From the listing below, retype exactly the line holding "top header box.", the line holding "pub struct ControlsSettings", and the lines between them; skip everything else.
══════════
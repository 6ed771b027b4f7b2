use std::path::PathBuf;

use serde::Deserialize;

/// Top-level application settings loaded from `config.toml`.
///
/// File format: TOML
/// Default path (Linux/XDG): `$XDG_CONFIG_HOME/cadenza/config.toml` or `~/.config/cadenza/config.toml`
///
/// Precedence (highest wins):
/// 1) Environment variables (prefix `CADENZA__`, `__` as nested separator)
/// 2) Config file (if present)
/// 3) Struct defaults
#[derive(Debug, Clone, Default, Deserialize)]
#[serde(default)]
pub struct Settings {
    pub playback: PlaybackSettings,
    pub library: LibrarySettings,
    pub ui: UiSettings,
    pub controls: ControlsSettings,
    pub log: LogSettings,
}

#[derive(Debug, Clone, Deserialize)]
#[serde(default)]
pub struct PlaybackSettings {
    /// Whether shuffle starts enabled.
    pub shuffle: bool,
    /// Whether repeat starts enabled.
    pub repeat: bool,
    /// Period of the position poll that refreshes the seek bar (milliseconds).
    pub poll_interval_ms: u64,
    /// `previous` restarts the current track instead of going back when the
    /// elapsed position is past this many milliseconds.
    pub restart_threshold_ms: u64,
}

impl Default for PlaybackSettings {
    fn default() -> Self {
        Self {
            shuffle: false,
            repeat: false,
            poll_interval_ms: 1000,
            restart_threshold_ms: 5000,
        }
    }
}

#[derive(Debug, Clone, Deserialize)]
#[serde(default)]
pub struct LibrarySettings {
    /// Directory indexed at startup. The first CLI argument overrides it.
    pub root: Option<PathBuf>,
    /// File extensions to treat as audio (case-insensitive, without dot).
    pub extensions: Vec<String>,
    /// Whether to follow symlinks during scanning.
    pub follow_links: bool,
    /// Whether to include hidden files/directories (dotfiles).
    pub include_hidden: bool,
    /// Whether to recurse into subdirectories.
    pub recursive: bool,
    /// Optional cap on directory recursion depth.
    pub max_depth: Option<usize>,
    /// Artist shown for tracks without an artist tag.
    pub unknown_artist: String,
    /// Title used when the index has no title for a row.
    pub unknown_title: String,
}

impl Default for LibrarySettings {
    fn default() -> Self {
        Self {
            root: None,
            extensions: vec!["mp3".into(), "flac".into(), "wav".into(), "ogg".into()],
            follow_links: true,
            include_hidden: false,
            recursive: true,
            max_depth: None,
            unknown_artist: "Unknown artist".to_string(),
            unknown_title: "Unknown title".to_string(),
        }
    }
}

#[derive(Debug, Clone, Deserialize)]
#[serde(default)]
pub struct UiSettings {
    /// The text rendered inside the top header box.
    pub header_text: String,
}

impl Default for UiSettings {
    fn default() -> Self {
        Self {
            header_text: " cadenza ".to_string(),
        }
    }
}

#[derive(Debug, Clone, Deserialize)]
#[serde(default)]
pub struct ControlsSettings {
    /// Number of seconds to scrub when pressing `H` / `L`.
    pub scrub_seconds: u64,
}

impl Default for ControlsSettings {
    fn default() -> Self {
        Self { scrub_seconds: 5 }
    }
}

#[derive(Debug, Clone, Deserialize)]
#[serde(default)]
pub struct LogSettings {
    /// Directory for the rolling log file. Defaults to the XDG state dir.
    pub directory: Option<PathBuf>,
    /// `tracing` filter directive used when `RUST_LOG` is unset.
    pub filter: String,
}

impl Default for LogSettings {
    fn default() -> Self {
        Self {
            directory: None,
            filter: "info".to_string(),
        }
    }
}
══════════
**Result of this exercise:**
    /// The text rendered inside the top header box.
    pub header_text: String,
}

impl Default for UiSettings {
    fn default() -> Self {
        Self {
            header_text: " cadenza ".to_string(),
        }
    }
}

#[derive(Debug, Clone, Deserialize)]
#[serde(default)]
pub struct ControlsSettings {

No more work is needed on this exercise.